▶ Record excerpts
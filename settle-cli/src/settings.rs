//! Settings - Build a poll config and a status source from CLI flags
//!
//! Layers, later wins: built-in profile, JSON config file, flags.

use std::path::{Path, PathBuf};
use std::time::Duration;

use clap::{Args, ValueEnum};
use serde_json::Value as JsonValue;
use settle_core::backoff::Backoff;
use settle_core::config::{NotFoundPolicy, PollConfig, UnknownStatePolicy};
use settle_core::duration::parse_duration;
use settle_core::profile::find_profile;
use settle_core::refresh::Refresh;
use settle_core::resource::ResourceId;

use crate::source::{CommandSource, FileSource, StateExtractor};

/// Upper bound for `--backoff` when `--max-interval` is not given
const DEFAULT_MAX_INTERVAL: Duration = Duration::from_secs(60);

#[derive(Debug, Clone, Copy, PartialEq, Eq, ValueEnum)]
pub enum OutputFormat {
    Text,
    Json,
}

#[derive(Debug, Args)]
pub struct WaitArgs {
    /// Start from a built-in profile (see `settle profiles`)
    #[arg(long)]
    pub profile: Option<String>,

    /// JSON poll config file
    #[arg(long)]
    pub config: Option<PathBuf>,

    /// State meaning "still in progress" (repeatable)
    #[arg(long = "pending", value_name = "STATE")]
    pub pending: Vec<String>,

    /// State meaning success (repeatable)
    #[arg(long = "target", value_name = "STATE")]
    pub target: Vec<String>,

    /// State meaning unrecoverable failure (repeatable)
    #[arg(long = "failure", value_name = "STATE")]
    pub failure: Vec<String>,

    /// Total time budget (e.g. 30m)
    #[arg(long, value_parser = parse_duration)]
    pub timeout: Option<Duration>,

    /// Wait before the first poll
    #[arg(long, value_parser = parse_duration)]
    pub delay: Option<Duration>,

    /// Wait between polls
    #[arg(long, value_parser = parse_duration)]
    pub interval: Option<Duration>,

    /// Floor for the wait between polls
    #[arg(long, value_parser = parse_duration)]
    pub min_interval: Option<Duration>,

    /// Multiply the wait by this factor after every poll
    #[arg(long, value_name = "MULTIPLIER")]
    pub backoff: Option<f64>,

    /// Cap for the grown wait
    #[arg(long, value_parser = parse_duration, requires = "backoff")]
    pub max_interval: Option<Duration>,

    /// Consecutive target observations required
    #[arg(long)]
    pub successes: Option<u32>,

    /// Meaning of "not found": error, succeed, fail or tolerate:N
    #[arg(long, value_parser = parse_not_found)]
    pub not_found: Option<NotFoundPolicy>,

    /// Stop on states that are neither pending nor target
    #[arg(long)]
    pub strict: bool,

    /// Resource being waited on, as TYPE.NAME (used in messages)
    #[arg(long)]
    pub resource: Option<ResourceId>,

    #[arg(long, value_enum, default_value_t = OutputFormat::Text)]
    pub output: OutputFormat,

    /// Status file to poll
    #[arg(long, conflicts_with = "command", required_unless_present = "command")]
    pub file: Option<PathBuf>,

    /// Shell command to poll
    #[arg(long)]
    pub command: Option<String>,

    /// Regex selecting the state from the output (group 1 or whole match)
    #[arg(long)]
    pub extract: Option<String>,

    /// Per-probe limit for --command
    #[arg(long, value_parser = parse_duration, default_value = "30s")]
    pub probe_timeout: Duration,

    /// Exit code of --command that means "not found"
    #[arg(long, requires = "command")]
    pub not_found_exit_code: Option<i32>,
}

/// Parse `error`, `succeed`, `fail` or `tolerate:N`
pub fn parse_not_found(s: &str) -> Result<NotFoundPolicy, String> {
    match s {
        "error" => Ok(NotFoundPolicy::Error),
        "succeed" => Ok(NotFoundPolicy::Succeed),
        "fail" => Ok(NotFoundPolicy::Fail),
        other => match other.strip_prefix("tolerate:") {
            Some(n) => n
                .parse()
                .map(NotFoundPolicy::Tolerate)
                .map_err(|_| format!("invalid tolerate count {:?}", n)),
            None => Err(format!(
                "unknown policy {:?} (expected error, succeed, fail or tolerate:N)",
                other
            )),
        },
    }
}

/// Read a JSON config file as a raw object
fn read_config_object(path: &Path) -> Result<serde_json::Map<String, JsonValue>, String> {
    let content = std::fs::read_to_string(path)
        .map_err(|e| format!("Failed to read {}: {}", path.display(), e))?;
    match serde_json::from_str(&content) {
        Ok(JsonValue::Object(map)) => Ok(map),
        Ok(_) => Err(format!("{}: expected a JSON object", path.display())),
        Err(e) => Err(format!("Failed to parse {}: {}", path.display(), e)),
    }
}

/// Load and validate a standalone config file
pub fn load_config_file(path: &Path) -> Result<PollConfig, String> {
    let object = read_config_object(path)?;
    let config: PollConfig = serde_json::from_value(JsonValue::Object(object))
        .map_err(|e| format!("Invalid config {}: {}", path.display(), e))?;
    config
        .validate()
        .map_err(|e| format!("Invalid config {}: {}", path.display(), e))?;
    Ok(config)
}

/// Merge profile, config file and flags into one validated config
pub fn build_config(args: &WaitArgs) -> Result<PollConfig, String> {
    let mut config = match &args.profile {
        Some(name) => {
            find_profile(name)
                .ok_or_else(|| format!("Unknown profile {:?} (see `settle profiles`)", name))?
                .config
        }
        None => PollConfig::default(),
    };

    if let Some(path) = &args.config {
        // Keys present in the file replace the profile's values
        let mut merged = match serde_json::to_value(&config) {
            Ok(JsonValue::Object(map)) => map,
            _ => return Err("Failed to serialize base config".to_string()),
        };
        merged.extend(read_config_object(path)?);
        config = serde_json::from_value(JsonValue::Object(merged))
            .map_err(|e| format!("Invalid config {}: {}", path.display(), e))?;
    }

    if !args.pending.is_empty() {
        config.pending = args.pending.iter().cloned().collect();
    }
    if !args.target.is_empty() {
        config.target = args.target.iter().cloned().collect();
    }
    if !args.failure.is_empty() {
        config.failure = args.failure.iter().cloned().collect();
    }
    if let Some(timeout) = args.timeout {
        config.timeout = timeout;
    }
    if let Some(delay) = args.delay {
        config.initial_delay = delay;
    }
    if let Some(interval) = args.interval {
        config.poll_interval = interval;
    }
    if let Some(min_interval) = args.min_interval {
        config.min_poll_interval = min_interval;
    }
    if let Some(multiplier) = args.backoff {
        let max_interval = args
            .max_interval
            .unwrap_or_else(|| DEFAULT_MAX_INTERVAL.max(config.poll_interval));
        config.backoff = Some(Backoff::new(multiplier, max_interval));
    }
    if let Some(successes) = args.successes {
        config.continuous_success_count = successes;
    }
    if let Some(policy) = args.not_found {
        config.not_found = policy;
    }
    if args.strict {
        config.unknown_states = UnknownStatePolicy::Error;
    }

    config.validate().map_err(|e| e.to_string())?;
    Ok(config)
}

/// The status source selected by --file or --command
pub fn build_source(args: &WaitArgs) -> Result<Box<dyn Refresh<Object = String>>, String> {
    let extractor = StateExtractor::new(args.extract.as_deref())?;

    match (&args.file, &args.command) {
        (Some(path), None) => Ok(Box::new(FileSource::new(path, extractor))),
        (None, Some(command)) => Ok(Box::new(
            CommandSource::new(command, extractor)
                .with_probe_timeout(args.probe_timeout)
                .with_not_found_exit_code(args.not_found_exit_code),
        )),
        _ => Err("Exactly one of --file or --command is required".to_string()),
    }
}

#[cfg(test)]
mod tests {
    use super::*;
    use clap::Parser;
    use tempfile::tempdir;

    #[derive(Parser)]
    struct TestCli {
        #[command(flatten)]
        wait: WaitArgs,
    }

    fn parse(args: &[&str]) -> WaitArgs {
        let argv = std::iter::once("settle").chain(args.iter().copied());
        TestCli::try_parse_from(argv).unwrap().wait
    }

    #[test]
    fn flags_only() {
        let args = parse(&[
            "--file", "status", "--pending", "provisioning", "--target", "active",
            "--failure", "failed", "--timeout", "30s", "--interval", "10s",
        ]);
        let config = build_config(&args).unwrap();
        assert!(config.is_pending("provisioning"));
        assert!(config.is_target("active"));
        assert!(config.is_failure("failed"));
        assert_eq!(config.timeout, Duration::from_secs(30));
        assert_eq!(config.poll_interval, Duration::from_secs(10));
    }

    #[test]
    fn missing_target_is_rejected() {
        let args = parse(&["--file", "status", "--pending", "provisioning"]);
        let err = build_config(&args).unwrap_err();
        assert_eq!(err, "at least one target state is required");
    }

    #[test]
    fn profile_then_flags() {
        let args = parse(&[
            "--file", "status", "--profile", "cluster-available", "--timeout", "2h",
            "--successes", "3", "--strict",
        ]);
        let config = build_config(&args).unwrap();
        assert!(config.is_target("normal"));
        assert!(config.is_pending("provisioning"));
        assert_eq!(config.timeout, Duration::from_secs(7200));
        assert_eq!(config.continuous_success_count, 3);
        assert_eq!(config.unknown_states, UnknownStatePolicy::Error);
    }

    #[test]
    fn unknown_profile() {
        let args = parse(&["--file", "status", "--profile", "nope"]);
        assert!(build_config(&args).unwrap_err().contains("Unknown profile"));
    }

    #[test]
    fn config_file_overrides_profile_fields_it_names() {
        let dir = tempdir().unwrap();
        let path = dir.path().join("poll.json");
        std::fs::write(&path, r#"{"timeout": "5m", "failure": ["error"]}"#).unwrap();

        let path_arg = path.to_str().unwrap();
        let args = parse(&[
            "--file", "status", "--profile", "volume-attached", "--config", path_arg,
        ]);
        let config = build_config(&args).unwrap();
        assert_eq!(config.timeout, Duration::from_secs(300));
        assert!(config.is_failure("error"));
        assert!(!config.is_failure("failed"));
        assert!(config.is_target("attached"));
    }

    #[test]
    fn backoff_defaults_max_interval() {
        let args = parse(&["--file", "s", "--target", "ok", "--backoff", "2"]);
        let config = build_config(&args).unwrap();
        assert_eq!(
            config.backoff,
            Some(Backoff::new(2.0, DEFAULT_MAX_INTERVAL))
        );

        let args = parse(&[
            "--file", "s", "--target", "ok", "--backoff", "1.5", "--max-interval", "20s",
        ]);
        let config = build_config(&args).unwrap();
        assert_eq!(
            config.backoff,
            Some(Backoff::new(1.5, Duration::from_secs(20)))
        );
    }

    #[test]
    fn not_found_policies() {
        assert_eq!(parse_not_found("error"), Ok(NotFoundPolicy::Error));
        assert_eq!(parse_not_found("succeed"), Ok(NotFoundPolicy::Succeed));
        assert_eq!(parse_not_found("fail"), Ok(NotFoundPolicy::Fail));
        assert_eq!(parse_not_found("tolerate:20"), Ok(NotFoundPolicy::Tolerate(20)));
        assert!(parse_not_found("tolerate:x").is_err());
        assert!(parse_not_found("ignore").is_err());

        let args = parse(&["--file", "s", "--target", "deleted", "--not-found", "succeed"]);
        assert_eq!(build_config(&args).unwrap().not_found, NotFoundPolicy::Succeed);
    }

    #[test]
    fn source_flags_are_exclusive_and_required() {
        let argv = ["settle", "--target", "ok"];
        assert!(TestCli::try_parse_from(argv).is_err());

        let argv = ["settle", "--target", "ok", "--file", "a", "--command", "true"];
        assert!(TestCli::try_parse_from(argv).is_err());

        let argv = ["settle", "--target", "ok", "--file", "a", "--not-found-exit-code", "3"];
        assert!(TestCli::try_parse_from(argv).is_err());
    }

    #[test]
    fn bad_duration_flag() {
        let argv = ["settle", "--file", "a", "--target", "ok", "--timeout", "soon"];
        assert!(TestCli::try_parse_from(argv).is_err());
    }

    #[test]
    fn load_config_file_validates() {
        let dir = tempdir().unwrap();
        let path = dir.path().join("bad.json");
        std::fs::write(&path, r#"{"target": ["a"], "pending": ["a"]}"#).unwrap();
        let err = load_config_file(&path).unwrap_err();
        assert!(err.contains("both target and pending"));

        let path = dir.path().join("list.json");
        std::fs::write(&path, "[1, 2]").unwrap();
        assert!(load_config_file(&path).unwrap_err().contains("expected a JSON object"));

        let path = dir.path().join("good.json");
        std::fs::write(&path, r#"{"target": ["active"], "poll_interval": 2}"#).unwrap();
        let config = load_config_file(&path).unwrap();
        assert_eq!(config.poll_interval, Duration::from_secs(2));
    }

    #[test]
    fn build_source_picks_file() {
        let args = parse(&["--file", "status", "--target", "ok"]);
        assert!(build_source(&args).is_ok());

        let args = parse(&["--command", "true", "--target", "ok", "--extract", "("]);
        assert!(build_source(&args).is_err());
    }
}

▶ Task objective
Copy every line of the records above that holds the word "write".

▶ Written reply
        std::fs::write(&path, r#"{"timeout": "5m", "failure": ["error"]}"#).unwrap();
        std::fs::write(&path, r#"{"target": ["a"], "pending": ["a"]}"#).unwrap();
        std::fs::write(&path, "[1, 2]").unwrap();
        std::fs::write(&path, r#"{"target": ["active"], "poll_interval": 2}"#).unwrap();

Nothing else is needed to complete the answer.